Küreselleşme sürecinin ortaya çıkardığı değişimlere rağmen kent hâlâ

‘yumuşak’tır, istendiği gibi yoğrulabilen bir özellik taşır; maddi, kültürel ve

(3)

politik bakımdan birbirinden çok farklı nüfus kesimlerini birleştirir, gerilimler kaybolur ortaya etkileşimler çıkar. Mekân kutuplaşır ama, aynı zamanda heterojen kesimler aynı mekân içinde, bir arada var olmayı sürdürür…

küreselleşmenin de etkisiyle yeni kültürel, politik ve simgesel ilişkiler kent mekânında ortaya çıkar.

İstinasız dünyanın en uç köşesinin bile küresel kapitalizmin kendini üretme sürecinden dolaylı ya da dolaysız etkilendiği bir dönemden geçiyoruz.
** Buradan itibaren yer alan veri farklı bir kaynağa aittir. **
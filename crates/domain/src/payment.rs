// Copyright (C) 2026 Fred Clausen
// Use of this source code is governed by an MIT-style
// license that can be found in the LICENSE file or at
// https://opensource.org/licenses/MIT.

use crate::error::DomainError;
use crate::item::Item;
use crate::money::Money;
use crate::types::PaymentMethod;
use serde::{Deserialize, Serialize};
use std::collections::BTreeSet;
use time::OffsetDateTime;

/// Largest accepted gap between a payment amount and the sum of its
/// allocations.
///
/// Amounts are integer cents, so the sum must match exactly.
pub const ALLOCATION_TOLERANCE: Money = Money::ZERO;

/// Money received against a case.
#[derive(Debug, Clone, PartialEq, Eq, Serialize, Deserialize)]
pub struct Payment {
    pub payment_id: i64,
    pub case_id: i64,
    /// Staff member who received the money.
    pub receiver_id: Option<i64>,
    pub amount: Money,
    pub method: PaymentMethod,
    pub installment_count: u32,
    pub note: Option<String>,
    #[serde(with = "time::serde::rfc3339")]
    pub created_at: OffsetDateTime,
}

/// The portion of one payment applied to one item.
#[derive(Debug, Clone, PartialEq, Eq, Serialize, Deserialize)]
pub struct Allocation {
    pub allocation_id: i64,
    pub payment_id: i64,
    pub item_id: i64,
    pub amount_applied: Money,
    #[serde(with = "time::serde::rfc3339")]
    pub created_at: OffsetDateTime,
}

/// A requested `(item, amount)` split of a payment.
#[derive(Debug, Clone, Copy, PartialEq, Eq, Serialize, Deserialize)]
pub struct AllocationRequest {
    pub item_id: i64,
    pub amount: Money,
}

/// A validated payment that has not been stored yet.
#[derive(Debug, Clone, PartialEq, Eq)]
pub struct NewPayment {
    pub case_id: i64,
    pub receiver_id: Option<i64>,
    pub amount: Money,
    pub method: PaymentMethod,
    pub installment_count: u32,
    pub note: Option<String>,
    pub allocations: Vec<AllocationRequest>,
    pub created_at: OffsetDateTime,
}

/// Validates a payment and its allocations against the case's items.
///
/// Checks, in order: the amount is positive, at least one allocation is
/// given, every allocation is positive, targets an item of the case and
/// appears once, no item would be overpaid, and the allocations add up to
/// the payment amount.
///
/// # Errors
///
/// Returns the first violated rule as a `DomainError`.
pub fn validate_allocations(
    case_id: i64,
    amount: Money,
    allocations: &[AllocationRequest],
    items: &[Item],
) -> Result<(), DomainError> {
    if !amount.is_positive() {
        return Err(DomainError::NonPositiveAmount {
            field: "amount",
            amount,
        });
    }
    if allocations.is_empty() {
        return Err(DomainError::EmptyAllocation);
    }

    let mut seen: BTreeSet<i64> = BTreeSet::new();
    for allocation in allocations {
        if !allocation.amount.is_positive() {
            return Err(DomainError::NonPositiveAmount {
                field: "amount_applied",
                amount: allocation.amount,
            });
        }
        if !seen.insert(allocation.item_id) {
            return Err(DomainError::DuplicateAllocationItem(allocation.item_id));
        }
        let item: &Item = items
            .iter()
            .find(|i| i.item_id == allocation.item_id)
            .ok_or(DomainError::ItemNotInCase {
                case_id,
                item_id: allocation.item_id,
            })?;
        item.check_allocation(allocation.amount)?;
    }

    let allocated: Money = Money::sum(allocations.iter().map(|a| a.amount))?;
    if allocated.abs_diff(amount) > ALLOCATION_TOLERANCE {
        return Err(DomainError::AllocationSumMismatch {
            payment_amount: amount,
            allocated,
        });
    }
    Ok(())
}

/// Splits `amount` across the items that still owe money, proportionally
/// to each item's outstanding balance.
///
/// Uses the largest-remainder method so the shares add up to `amount`
/// exactly; leftover cents go to the items with the largest fractional
/// share, earlier items first on ties. No item receives more than it owes.
///
/// # Errors
///
/// - `DomainError::NonPositiveAmount` if `amount` is not positive.
/// - `DomainError::AmountExceedsOutstanding` if `amount` is larger than
///   the total still owed.
pub fn distribute_proportionally(
    amount: Money,
    items: &[Item],
) -> Result<Vec<AllocationRequest>, DomainError> {
    if !amount.is_positive() {
        return Err(DomainError::NonPositiveAmount {
            field: "amount",
            amount,
        });
    }

    let owing: Vec<(i64, i128)> = items
        .iter()
        .filter(|i| i.outstanding().is_positive())
        .map(|i| (i.item_id, i128::from(i.outstanding().cents())))
        .collect();
    let total: i128 = owing.iter().map(|(_, o)| o).sum();
    let requested: i128 = i128::from(amount.cents());

    if requested > total {
        let outstanding: i64 = i64::try_from(total).map_err(|_| DomainError::AmountOverflow)?;
        return Err(DomainError::AmountExceedsOutstanding {
            amount,
            outstanding: Money::from_cents(outstanding),
        });
    }

    // (position, share, remainder)
    let mut shares: Vec<(usize, i128, i128)> = owing
        .iter()
        .enumerate()
        .map(|(pos, (_, outstanding))| {
            let scaled: i128 = requested * outstanding;
            (pos, scaled / total, scaled % total)
        })
        .collect();

    let assigned: i128 = shares.iter().map(|(_, share, _)| share).sum();
    let mut leftover: i128 = requested - assigned;

    let mut by_remainder: Vec<usize> = (0..shares.len()).collect();
    by_remainder.sort_by(|a, b| shares[*b].2.cmp(&shares[*a].2).then(a.cmp(b)));
    for idx in by_remainder {
        if leftover == 0 {
            break;
        }
        shares[idx].1 += 1;
        leftover -= 1;
    }

    shares
        .into_iter()
        .filter(|(_, share, _)| *share > 0)
        .map(|(pos, share, _)| {
            let cents: i64 = i64::try_from(share).map_err(|_| DomainError::AmountOverflow)?;
            Ok(AllocationRequest {
                item_id: owing[pos].0,
                amount: Money::from_cents(cents),
            })
        })
        .collect()
}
Küresel ile yerel arasındaki ilişki artık modern mekânsal anlamından farklı anlamlara geliyor. Sosyal bilimleri, özellikle de kent sosyolojisini afallatan durum tamda bu farklılaşmadan doğmaktadır. Modernizmin gelecek odaklı, yenilikçi kentsel dönüşüm projelerini kapitalist modernite bakışıyla çözümlemek görece kolay iken, küresel kapitalizm çağında küresel olandan daha fazla yerele, gelecekten daha fazla (yeni bir) geçmişe gönderme yapan kentleşme tecrübelerinin kaynağını ve sembollerini yeni bir bakışla okumak kente karşı yeni soruları sormaya ihtiyaç duyulmaktadır. Yine de, kaba bir eşitleme ile kapitalist modernleşmenin ürettiği kentsel tecrübe ile küresel kapitalizm çağındaki yerel ile küresel arasındaki gerilimin doğurduğu kentsel tecrübe ve bunun etkilediği gerilimler benzer bir kalkış noktasından izlenebilir: kentleşme ve kent şeklinde örgütlenen sosyalin biçimi aslında ne planlamacıların şaşmaz kararlarından ne de sermayenin tezgâhından ibarettir. Tersine kentleşme ve ona dair tecrübe, kapitalist modernleşmenin gündelik veçheleriyle baş edebilmek için geliştirilmiş gerilimlere her daim gebe bir mekân siyasetinin adıdır (savege ve warde, 1993: 188-194). Bu nedenle mekân siyasetini oluşturan dinamiklerin ortaya çıkardığı yeni güven ve dayanışma ilişkilerinin sorgulanması, kent kavramının derinliğinin kavranmasının da anahtarını oluşturmaktadır.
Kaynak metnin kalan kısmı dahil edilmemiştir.